С первых дней существования Республику постоянно терзал один и тот же кошмар: предвидение того, что ее собственные идеалы могут быть обращены против нее же самой. «Возмутительно, — размышлял Цицерон, — что люди, наделенные гением и блеском, снедаются стремлением к бесконечным магистратурам и военным командованиям, жаждой славы и власти».[199] Не он первым выражал такое мнение. Римляне всегда считали, что самые великолепные, на их взгляд, качества гражданина могут стать и источником опасности. Это мнение и было причиной того, что за столетия возникло столько ограничений на свободное изъявление амбиций. Законы и обычаи, прецеденты и мифы образовывали ткань Республики. Никто из граждан не мог вести себя так, будто этих правил не существует. Нарушение их было чревато падением и вечным позором. Помпеи и Красе как истинные римляне впитали их в свою кровь. Потому-то Помпеи, одерживающий победы на суше и на море, тем не менее добивался уважения такого человека, как Катон. Потому-то Красе мог внушать всем согражданам страх и все же скрывать свою власть под покровом. Однако теперь одни только принципы не могли более сдержать их. В конце концов, чтобы добиться своего повторного консульства, Помпеи едва не убил Катона. А Красе во время обсуждения его проконсульского командования разгорячился настолько, что ударил сенатора по лицу.

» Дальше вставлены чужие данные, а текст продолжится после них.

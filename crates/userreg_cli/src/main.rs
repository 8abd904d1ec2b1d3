//! CLI smoke entry point.
//!
//! Prints deterministic facts about the linked core crate and runs one
//! in-memory store round so the `db_open` and `store_init` log events land
//! under the temp log directory.

use userreg_core::db::open_db_in_memory;
use userreg_core::{default_log_level, init_logging, SqliteUserRepository, UserStore};

const LOG_DIR_NAME: &str = "userreg-logs";

fn main() {
    let log_dir = std::env::temp_dir().join(LOG_DIR_NAME);
    match init_logging(default_log_level(), &log_dir.to_string_lossy()) {
        Ok(()) => println!("userreg_core log_dir={}", log_dir.display()),
        Err(err) => eprintln!("userreg_core logging disabled: {err}"),
    }

    println!("userreg_core ping={}", userreg_core::ping());
    println!("userreg_core version={}", userreg_core::core_version());
    println!(
        "userreg_core default_db={}",
        userreg_core::StoreConfig::default().db_path.display()
    );

    match open_db_in_memory() {
        Ok(conn) => {
            let store = UserStore::new(SqliteUserRepository::new(&conn));
            match store.initialize().and_then(|()| store.user_count()) {
                Ok(count) => println!("userreg_core store=ok users={count}"),
                Err(err) => eprintln!("userreg_core store=error {err}"),
            }
        }
        Err(err) => eprintln!("userreg_core store=error {err}"),
    }
}
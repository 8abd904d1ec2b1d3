use userreg_core::{NewUser, User, UserValidationError};

#[test]
fn new_user_rejects_only_the_empty_username() {
    assert_eq!(
        NewUser::new("", "a@example.com", "pw").validate(),
        Err(UserValidationError::EmptyUsername)
    );
    assert!(NewUser::new("  \t", "a@example.com", "pw").validate().is_ok());
    assert!(NewUser::new("alice", "", "").validate().is_ok());
}

#[test]
fn password_match_is_exact() {
    let user = User {
        username: "alice".to_string(),
        email: "alice@example.com".to_string(),
        password: "Secret".to_string(),
        created_at: None,
    };

    assert!(user.password_matches("Secret"));
    assert!(!user.password_matches("secret"));
    assert!(!user.password_matches("Secret "));
    assert!(!user.password_matches(""));
}

#[test]
fn serialization_omits_password() {
    let user = User {
        username: "alice".to_string(),
        email: "alice@example.com".to_string(),
        password: "Secret".to_string(),
        created_at: Some(1_700_000_000_000),
    };

    let json = serde_json::to_value(&user).unwrap();
    assert_eq!(json["username"], "alice");
    assert_eq!(json["email"], "alice@example.com");
    assert_eq!(json["created_at"], 1_700_000_000_000_i64);
    assert!(json.get("password").is_none());
}
/// Run one stage over the workspace, leaving its result in front.
fn apply(stage: &Stage, ws: &mut Workspace) -> Result<StageMetrics, PipelineError> {
    match *stage {
        Stage::Resample { scale } => {
            let from = Dimensions::of(ws.front());
            let (width, height) = scaled_dimensions(from.width, from.height, scale);
            ws.resize_back(width, height)?;
            let (src, dst, _) = ws.split();
            resample_into(src, dst, scale);
            ws.swap();
            ws.match_back_to_front()?;
            Ok(StageMetrics::Resample {
                from,
                to: Dimensions { width, height },
                scale,
            })
        }
        Stage::Denoise(params) => {
            let (src, dst, _) = ws.split();
            bilateral_filter_into(src, dst, params);
            ws.swap();
            Ok(StageMetrics::Denoise {
                spatial_sigma: params.spatial_sigma,
                intensity_sigma: params.intensity_sigma,
                radius: params.radius(),
            })
        }
        Stage::ToneMap(params) => {
            tone_map(ws.front_mut(), params);
            Ok(StageMetrics::ToneMap {
                brightness: params.brightness,
                contrast: params.contrast,
            })
        }
        Stage::Saturate { saturation } => {
            adjust_saturation(ws.front_mut(), saturation);
            Ok(StageMetrics::Saturate {
                factor: saturation_factor(saturation),
            })
        }
        Stage::Sharpen(params) => {
            let (src, dst, scratch) = ws.split();
            unsharp_mask_into(src, dst, scratch, params)?;
            ws.swap();
            Ok(StageMetrics::Sharpen {
                amount: params.amount,
                radius: params.radius,
                threshold: params.threshold,
            })
        }
        Stage::EnhanceChain(local_contrast) => {
            let (src, dst, _) = ws.split();
            bilateral_filter_into(src, dst, BilateralParams::ENHANCE_CHAIN);
            ws.swap();

            enhance_local_contrast(ws.front_mut(), local_contrast);

            let (src, dst, scratch) = ws.split();
            enhance_detail_into(src, dst, scratch)?;
            ws.swap();

            enhance_color(ws.front_mut());

            let (w, h) = ws.front().dimensions();
            Ok(StageMetrics::EnhanceChain {
                block_size: local_contrast.block_size,
                clip_limit: local_contrast.clip_limit,
                tile_count: tiles(w, h, local_contrast.block_size).len(),
            })
        }
    }
}
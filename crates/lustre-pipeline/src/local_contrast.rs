//! Tiled, clip-limited histogram equalization (CLAHE-style).
//!
//! The image is cut into non-overlapping `block_size` squares (partial
//! at the right and bottom edges). Each tile builds a luminance
//! histogram, clips tall bins at `clip_limit * pixels / 256`, spreads the
//! clipped excess evenly over all bins and equalizes its own pixels with
//! the resulting CDF.
//!
//! Tiles are independent and are not blended, so strongly differing
//! neighbors can show a visible seam.

use rayon::prelude::*;
use serde::{Deserialize, Serialize};

use crate::raster::{CHANNELS, clamp_to_u8, luminance};
use crate::types::RgbaImage;

/// Local contrast parameters.
#[derive(Debug, Clone, Copy, PartialEq, Serialize, Deserialize)]
pub struct LocalContrastParams {
    /// Tile edge length in pixels.
    pub block_size: u32,
    /// Bin height cap as a multiple of the uniform bin height.
    pub clip_limit: f64,
}

impl Default for LocalContrastParams {
    fn default() -> Self {
        Self {
            block_size: 64,
            clip_limit: 3.0,
        }
    }
}

/// A rectangular tile, half-open on the right and bottom.
#[derive(Debug, Clone, Copy, PartialEq, Eq)]
pub struct Tile {
    /// Left column.
    pub x0: u32,
    /// Top row.
    pub y0: u32,
    /// One past the right column.
    pub x1: u32,
    /// One past the bottom row.
    pub y1: u32,
}

impl Tile {
    /// Number of pixels covered.
    #[must_use]
    pub const fn pixel_count(self) -> u64 {
        (self.x1 - self.x0) as u64 * (self.y1 - self.y0) as u64
    }
}

/// Tiles covering a `width` x `height` image, row by row.
///
/// Every tile starts at a multiple of `block_size`; the last tile in a
/// row or column is truncated at the image edge.
#[must_use]
pub fn tiles(width: u32, height: u32, block_size: u32) -> Vec<Tile> {
    let block = block_size.max(1);
    (0..height)
        .step_by(block as usize)
        .flat_map(|y0| {
            (0..width).step_by(block as usize).map(move |x0| Tile {
                x0,
                y0,
                x1: x0.saturating_add(block).min(width),
                y1: y0.saturating_add(block).min(height),
            })
        })
        .collect()
}

/// Clip `histogram` at `clip_limit * pixel_count / 256` and redistribute
/// the excess uniformly; the returned bins still sum to `pixel_count`.
#[must_use]
#[allow(clippy::cast_precision_loss)]
pub fn clip_histogram(histogram: &[u32; 256], pixel_count: u64, clip_limit: f64) -> [f64; 256] {
    let clip_value = clip_limit * pixel_count as f64 / 256.0;
    let mut excess = 0.0;
    let mut clipped = histogram.map(|count| {
        let count = f64::from(count);
        if count > clip_value {
            excess += count - clip_value;
            clip_value
        } else {
            count
        }
    });
    let share = excess / 256.0;
    for bin in &mut clipped {
        *bin += share;
    }
    clipped
}

/// Equalization lookup table for one tile: `CDF[v] / pixel_count * 255`.
#[must_use]
#[allow(clippy::cast_precision_loss)]
pub fn equalization_lut(histogram: &[u32; 256], pixel_count: u64, clip_limit: f64) -> [u8; 256] {
    let clipped = clip_histogram(histogram, pixel_count, clip_limit);
    let total = pixel_count as f64;
    let mut cdf = 0.0;
    clipped.map(|bin| {
        cdf += bin;
        clamp_to_u8(cdf / total * 255.0)
    })
}

/// Equalize `image` tile by tile, in place; alpha untouched.
pub fn enhance_local_contrast(image: &mut RgbaImage, params: LocalContrastParams) {
    let (w, h) = image.dimensions();
    if w == 0 || h == 0 {
        return;
    }
    let block = params.block_size.max(1);
    let stride = w as usize * CHANNELS;
    let band_len = stride * block as usize;
    let buf: &mut [u8] = image;

    // Each band is one row of tiles; bands are disjoint slices.
    buf.par_chunks_mut(band_len).for_each(|band| {
        let band_rows = u32::try_from(band.len() / stride).unwrap_or(block);
        for tile in tiles(w, band_rows, block) {
            equalize_tile(band, stride, tile, params.clip_limit);
        }
    });
}

fn equalize_tile(band: &mut [u8], stride: usize, tile: Tile, clip_limit: f64) {
    let columns = tile.x0 as usize * CHANNELS..tile.x1 as usize * CHANNELS;
    let rows = tile.y0 as usize..tile.y1 as usize;

    let mut histogram = [0u32; 256];
    for y in rows.clone() {
        for px in band[y * stride..][columns.clone()].chunks_exact(CHANNELS) {
            histogram[usize::from(luminance(px[0], px[1], px[2]))] += 1;
        }
    }

    let lut = equalization_lut(&histogram, tile.pixel_count(), clip_limit);
    for y in rows {
        for px in band[y * stride..][columns.clone()].chunks_exact_mut(CHANNELS) {
            for c in &mut px[..3] {
                *c = lut[usize::from(*c)];
            }
        }
    }
}
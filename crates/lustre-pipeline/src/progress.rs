//! Progress notification.

/// Receives completion percentages in `0..=100`.
///
/// Values arrive in non-decreasing order and a successful run always
/// ends with 100. Any `FnMut(u8) + Send` is a sink. Sinks must be `Send`
/// because a run configured with its own thread pool executes on a
/// worker of that pool.
pub trait ProgressSink: Send {
    /// Called synchronously from the pipeline thread.
    fn report(&mut self, percent: u8);
}

impl<F: FnMut(u8) + Send> ProgressSink for F {
    fn report(&mut self, percent: u8) {
        self(percent);
    }
}

/// Sink that discards every notification.
#[derive(Debug, Clone, Copy, Default)]
pub struct NoProgress;

impl ProgressSink for NoProgress {
    fn report(&mut self, _percent: u8) {}
}

/// Forwards milestones to a sink, dropping any that would go backwards
/// or repeat.
pub(crate) struct ProgressTracker<'a> {
    sink: &'a mut dyn ProgressSink,
    last: Option<u8>,
}

impl<'a> ProgressTracker<'a> {
    pub(crate) fn new(sink: &'a mut dyn ProgressSink) -> Self {
        Self { sink, last: None }
    }

    pub(crate) fn advance(&mut self, percent: u8) {
        let percent = percent.min(100);
        if self.last.is_some_and(|last| percent <= last) {
            return;
        }
        self.last = Some(percent);
        tracing::trace!(percent, "progress");
        self.sink.report(percent);
    }

    pub(crate) fn complete(&mut self) {
        self.advance(100);
    }
}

В самом деле, все отмечают, насколько нервным сделался этот прежде сдержанный человек летом 55 года. Красе стал непостоянным и хвастливым. Выиграв наместничество в Сирии по жребию, он не переставал говорить о нем. Подобное поведение считалось бы неподобающим, даже если бы он не перевалил на седьмой десяток лет. Люди вдруг начали за глаза осмеивать его. Прежде такого не случалось. И чем более погружался Красе в трясину непопулярности, тем более меркло его зловещее обаяние. Оказалось, что в толпе его могут толкнуть, а иногда ему приходилось поджимать хвост и просить протекции у Помпея. Такими вот унижениями римский народ наказал Красса за измену Республике. И когда наступило время его отправления в провинцию, оно не было отмечено праздником, народ не вышел проститься с ним. «Какой же он негодяй!»[200] — восклицал Цицерон, злорадствуя по поводу того, что при отъезде Крассу не воздали никаких почестей. Однако самым худшим для проконсула было не отсутствие бодрящих проводов. Выезжая из городских ворот на Аппиеву дорогу, он увидел на ее обочине поджидавшего его трибуна. Этот самый человек недавно попытался арестовать Красса, и выпад этот был воспринят с полным пренебрежением. Теперь он стоял рядом с курильницей. Поднимавшиеся с нее облачка ароматного дыма зимний ветерок относил к могилам древних героев. Не отводя взгляда от Красса, трибун затянул речитатив. Древние, вышедшие из употребления слова понять можно было с трудом, однако в общем смысле сомневаться не приходилось: Красе был проклят.
И под этот аккомпанемент он отбыл из Рима принимать восточное командование. Ничто не могло лучше напомнить Крассу о той цене, которую он уплатил за него. Самая большая его прежняя драгоценность, его престиж, разлетелся вдребезги. Нечего удивляться тому, что во время своего консульства он явно нервничал. Тем не менее это не было свидетельством, как намекали его враги, старческой слабости и утраты прежней хватки. В «гроссбухе» разума Красса цены и затраты находились, как и прежде, в циничном балансе. Лишь ни с чем не сравнимая добыча могла заставить его пожертвовать своим кредитом в Республике. Сама по себе Сирия едва ли могла послужить достойной компенсацией. В обмен на свое доброе имя Красе хотел получить никак не меньше чем богатства всего мира.